The answer must consist of every line from the data that holds "triangles".

PROVIDED MATERIAL START

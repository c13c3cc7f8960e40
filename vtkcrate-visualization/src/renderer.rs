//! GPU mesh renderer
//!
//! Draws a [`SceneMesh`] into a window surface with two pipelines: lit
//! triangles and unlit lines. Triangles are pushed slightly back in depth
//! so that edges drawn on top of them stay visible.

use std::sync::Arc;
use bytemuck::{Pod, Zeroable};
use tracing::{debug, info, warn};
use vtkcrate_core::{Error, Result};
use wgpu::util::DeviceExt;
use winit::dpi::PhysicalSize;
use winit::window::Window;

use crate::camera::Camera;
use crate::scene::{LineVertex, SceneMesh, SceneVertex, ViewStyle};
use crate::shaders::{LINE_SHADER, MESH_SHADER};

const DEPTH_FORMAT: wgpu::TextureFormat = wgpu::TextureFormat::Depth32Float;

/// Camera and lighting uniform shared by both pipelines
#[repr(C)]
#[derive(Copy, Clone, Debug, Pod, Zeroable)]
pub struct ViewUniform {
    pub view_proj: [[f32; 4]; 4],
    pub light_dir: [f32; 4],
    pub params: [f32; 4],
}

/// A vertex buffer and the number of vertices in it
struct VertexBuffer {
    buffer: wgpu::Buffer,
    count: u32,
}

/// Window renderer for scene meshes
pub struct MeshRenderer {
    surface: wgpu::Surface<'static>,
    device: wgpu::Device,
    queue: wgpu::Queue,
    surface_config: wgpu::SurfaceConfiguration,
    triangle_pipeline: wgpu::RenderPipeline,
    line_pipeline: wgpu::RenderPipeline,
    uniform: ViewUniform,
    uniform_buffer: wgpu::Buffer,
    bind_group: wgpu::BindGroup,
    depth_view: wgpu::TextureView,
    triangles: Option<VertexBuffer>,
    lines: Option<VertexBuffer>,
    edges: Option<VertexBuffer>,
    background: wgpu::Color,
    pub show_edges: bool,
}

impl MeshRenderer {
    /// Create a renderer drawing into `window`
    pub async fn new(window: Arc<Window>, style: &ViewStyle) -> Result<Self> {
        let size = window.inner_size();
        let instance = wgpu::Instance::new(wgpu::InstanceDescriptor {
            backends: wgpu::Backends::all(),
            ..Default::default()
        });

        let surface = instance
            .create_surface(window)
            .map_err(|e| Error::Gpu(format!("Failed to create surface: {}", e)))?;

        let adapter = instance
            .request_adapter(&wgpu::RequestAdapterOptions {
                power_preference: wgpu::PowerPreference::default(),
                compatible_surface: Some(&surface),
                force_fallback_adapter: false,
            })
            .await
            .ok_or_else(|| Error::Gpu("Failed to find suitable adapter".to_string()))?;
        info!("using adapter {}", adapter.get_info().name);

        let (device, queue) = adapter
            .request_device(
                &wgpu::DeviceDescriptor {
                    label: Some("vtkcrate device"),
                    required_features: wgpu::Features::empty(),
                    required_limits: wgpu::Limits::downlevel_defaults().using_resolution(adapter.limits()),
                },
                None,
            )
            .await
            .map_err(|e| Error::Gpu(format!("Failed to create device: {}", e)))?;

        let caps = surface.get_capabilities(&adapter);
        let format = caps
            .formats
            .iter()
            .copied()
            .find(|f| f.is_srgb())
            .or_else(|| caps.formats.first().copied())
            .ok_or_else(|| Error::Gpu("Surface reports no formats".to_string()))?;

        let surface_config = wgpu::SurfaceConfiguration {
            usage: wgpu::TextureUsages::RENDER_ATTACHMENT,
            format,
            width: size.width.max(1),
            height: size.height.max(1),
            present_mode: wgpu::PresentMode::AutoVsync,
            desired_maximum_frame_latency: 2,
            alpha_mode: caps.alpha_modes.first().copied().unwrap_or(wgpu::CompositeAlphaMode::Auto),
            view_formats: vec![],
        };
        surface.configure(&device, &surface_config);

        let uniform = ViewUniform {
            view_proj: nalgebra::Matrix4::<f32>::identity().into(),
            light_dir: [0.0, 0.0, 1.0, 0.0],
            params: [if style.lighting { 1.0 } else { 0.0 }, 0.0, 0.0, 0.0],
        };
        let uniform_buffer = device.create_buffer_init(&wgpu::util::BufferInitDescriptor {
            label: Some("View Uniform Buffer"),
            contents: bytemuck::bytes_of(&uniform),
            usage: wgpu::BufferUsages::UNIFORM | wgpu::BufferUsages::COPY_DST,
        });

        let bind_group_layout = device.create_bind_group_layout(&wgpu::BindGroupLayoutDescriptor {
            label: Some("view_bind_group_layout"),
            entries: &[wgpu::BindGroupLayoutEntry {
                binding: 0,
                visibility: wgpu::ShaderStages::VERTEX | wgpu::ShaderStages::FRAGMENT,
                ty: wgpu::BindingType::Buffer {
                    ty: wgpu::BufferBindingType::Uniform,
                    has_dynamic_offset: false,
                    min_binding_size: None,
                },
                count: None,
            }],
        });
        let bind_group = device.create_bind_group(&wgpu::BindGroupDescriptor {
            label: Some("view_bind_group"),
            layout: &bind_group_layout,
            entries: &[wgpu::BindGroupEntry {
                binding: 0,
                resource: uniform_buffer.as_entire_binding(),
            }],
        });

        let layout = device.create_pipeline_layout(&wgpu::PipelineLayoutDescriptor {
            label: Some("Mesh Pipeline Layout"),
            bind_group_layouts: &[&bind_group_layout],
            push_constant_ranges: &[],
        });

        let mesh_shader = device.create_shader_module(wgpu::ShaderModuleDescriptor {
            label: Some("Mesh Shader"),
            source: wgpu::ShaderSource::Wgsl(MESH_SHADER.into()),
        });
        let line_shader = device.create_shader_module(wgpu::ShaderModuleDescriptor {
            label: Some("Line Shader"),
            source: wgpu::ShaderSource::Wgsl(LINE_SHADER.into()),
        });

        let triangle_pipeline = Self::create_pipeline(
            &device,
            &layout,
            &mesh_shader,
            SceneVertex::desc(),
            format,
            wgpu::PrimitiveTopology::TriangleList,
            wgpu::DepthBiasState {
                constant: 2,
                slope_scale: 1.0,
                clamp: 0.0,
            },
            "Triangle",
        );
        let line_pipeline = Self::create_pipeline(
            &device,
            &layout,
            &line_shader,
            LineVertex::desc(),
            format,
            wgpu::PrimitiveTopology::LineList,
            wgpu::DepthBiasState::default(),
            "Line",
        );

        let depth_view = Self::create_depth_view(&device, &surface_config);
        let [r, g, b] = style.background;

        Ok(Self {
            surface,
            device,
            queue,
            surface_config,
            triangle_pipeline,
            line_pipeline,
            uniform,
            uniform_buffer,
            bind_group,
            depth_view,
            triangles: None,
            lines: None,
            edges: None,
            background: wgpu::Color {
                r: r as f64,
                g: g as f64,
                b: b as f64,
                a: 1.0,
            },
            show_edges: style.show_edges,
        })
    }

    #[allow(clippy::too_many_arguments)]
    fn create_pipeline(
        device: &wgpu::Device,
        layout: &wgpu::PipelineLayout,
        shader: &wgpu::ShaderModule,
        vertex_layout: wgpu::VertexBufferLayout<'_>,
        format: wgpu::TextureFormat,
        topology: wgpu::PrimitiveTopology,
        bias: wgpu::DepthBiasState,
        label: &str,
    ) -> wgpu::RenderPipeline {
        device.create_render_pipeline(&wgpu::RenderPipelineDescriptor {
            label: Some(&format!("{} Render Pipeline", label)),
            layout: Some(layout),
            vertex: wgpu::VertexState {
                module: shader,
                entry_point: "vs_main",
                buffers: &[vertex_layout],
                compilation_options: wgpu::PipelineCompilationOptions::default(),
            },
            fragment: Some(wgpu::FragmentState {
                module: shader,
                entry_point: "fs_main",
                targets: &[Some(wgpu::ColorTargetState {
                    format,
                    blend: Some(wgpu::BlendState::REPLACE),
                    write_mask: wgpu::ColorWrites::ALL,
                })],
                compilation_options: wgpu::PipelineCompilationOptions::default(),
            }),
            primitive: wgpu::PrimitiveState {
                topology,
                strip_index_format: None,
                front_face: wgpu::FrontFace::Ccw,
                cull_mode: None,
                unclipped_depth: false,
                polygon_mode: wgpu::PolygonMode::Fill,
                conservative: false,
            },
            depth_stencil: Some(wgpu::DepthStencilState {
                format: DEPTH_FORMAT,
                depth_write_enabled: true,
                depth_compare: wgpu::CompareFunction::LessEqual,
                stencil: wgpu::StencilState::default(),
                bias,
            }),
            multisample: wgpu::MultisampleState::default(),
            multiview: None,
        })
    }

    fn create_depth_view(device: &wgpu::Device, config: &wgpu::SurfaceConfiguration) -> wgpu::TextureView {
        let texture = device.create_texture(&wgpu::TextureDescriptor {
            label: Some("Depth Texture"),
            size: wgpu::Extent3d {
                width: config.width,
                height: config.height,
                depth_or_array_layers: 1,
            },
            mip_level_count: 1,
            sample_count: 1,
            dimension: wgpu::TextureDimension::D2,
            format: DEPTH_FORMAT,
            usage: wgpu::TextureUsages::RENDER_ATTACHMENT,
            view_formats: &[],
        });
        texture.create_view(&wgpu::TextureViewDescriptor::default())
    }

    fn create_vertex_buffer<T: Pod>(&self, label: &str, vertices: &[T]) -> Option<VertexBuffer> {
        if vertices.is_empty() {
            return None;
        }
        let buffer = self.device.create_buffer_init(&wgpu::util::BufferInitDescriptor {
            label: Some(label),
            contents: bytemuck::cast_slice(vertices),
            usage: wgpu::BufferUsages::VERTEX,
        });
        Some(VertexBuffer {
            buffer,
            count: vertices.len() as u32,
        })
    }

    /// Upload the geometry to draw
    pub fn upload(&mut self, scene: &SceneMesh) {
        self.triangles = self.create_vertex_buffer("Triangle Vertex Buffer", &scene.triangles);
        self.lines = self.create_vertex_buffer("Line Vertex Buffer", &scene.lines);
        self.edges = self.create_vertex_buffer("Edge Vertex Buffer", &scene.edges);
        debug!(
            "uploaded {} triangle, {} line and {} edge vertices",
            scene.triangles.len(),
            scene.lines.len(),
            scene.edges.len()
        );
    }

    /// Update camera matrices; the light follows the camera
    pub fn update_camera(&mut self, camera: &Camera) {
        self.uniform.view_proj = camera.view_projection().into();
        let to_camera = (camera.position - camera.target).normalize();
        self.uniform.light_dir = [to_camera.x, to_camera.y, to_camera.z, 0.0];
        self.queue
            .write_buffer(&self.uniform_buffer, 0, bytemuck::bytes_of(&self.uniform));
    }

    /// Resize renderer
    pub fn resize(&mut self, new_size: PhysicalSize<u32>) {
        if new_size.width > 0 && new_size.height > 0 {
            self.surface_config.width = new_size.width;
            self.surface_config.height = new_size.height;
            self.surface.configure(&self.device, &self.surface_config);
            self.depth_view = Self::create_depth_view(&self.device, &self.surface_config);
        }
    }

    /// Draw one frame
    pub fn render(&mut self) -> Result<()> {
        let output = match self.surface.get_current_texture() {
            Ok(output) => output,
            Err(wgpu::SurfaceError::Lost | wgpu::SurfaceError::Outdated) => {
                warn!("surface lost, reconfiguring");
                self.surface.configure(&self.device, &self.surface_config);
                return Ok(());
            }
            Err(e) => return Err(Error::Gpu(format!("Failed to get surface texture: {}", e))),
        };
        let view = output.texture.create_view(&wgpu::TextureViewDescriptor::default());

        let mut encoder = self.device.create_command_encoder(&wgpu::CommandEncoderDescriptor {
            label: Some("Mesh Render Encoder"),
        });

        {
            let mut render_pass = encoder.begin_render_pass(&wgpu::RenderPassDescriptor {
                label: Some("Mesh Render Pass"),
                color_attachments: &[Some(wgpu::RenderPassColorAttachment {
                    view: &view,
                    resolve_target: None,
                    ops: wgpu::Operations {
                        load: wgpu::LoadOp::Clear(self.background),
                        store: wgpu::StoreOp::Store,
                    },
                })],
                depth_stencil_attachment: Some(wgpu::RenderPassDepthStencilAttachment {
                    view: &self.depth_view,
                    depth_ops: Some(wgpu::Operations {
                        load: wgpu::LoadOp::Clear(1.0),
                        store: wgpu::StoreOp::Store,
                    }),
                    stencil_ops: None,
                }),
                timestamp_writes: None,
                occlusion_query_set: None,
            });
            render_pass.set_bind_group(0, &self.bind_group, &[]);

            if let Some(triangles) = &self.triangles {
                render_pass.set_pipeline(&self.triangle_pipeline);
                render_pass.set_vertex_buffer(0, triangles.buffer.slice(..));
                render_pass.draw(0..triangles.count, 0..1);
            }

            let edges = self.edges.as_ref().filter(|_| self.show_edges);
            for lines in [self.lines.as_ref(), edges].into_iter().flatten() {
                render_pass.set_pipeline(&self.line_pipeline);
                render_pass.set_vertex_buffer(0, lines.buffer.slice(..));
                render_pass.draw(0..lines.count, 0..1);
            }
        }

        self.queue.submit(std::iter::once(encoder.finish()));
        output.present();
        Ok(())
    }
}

PROVIDED MATERIAL END

▸ RESPONSE
//! triangles and unlit lines. Triangles are pushed slightly back in depth
    triangles: Option<VertexBuffer>,
            triangles: None,
        self.triangles = self.create_vertex_buffer("Triangle Vertex Buffer", &scene.triangles);
            scene.triangles.len(),
            if let Some(triangles) = &self.triangles {
                render_pass.set_vertex_buffer(0, triangles.buffer.slice(..));
                render_pass.draw(0..triangles.count, 0..1);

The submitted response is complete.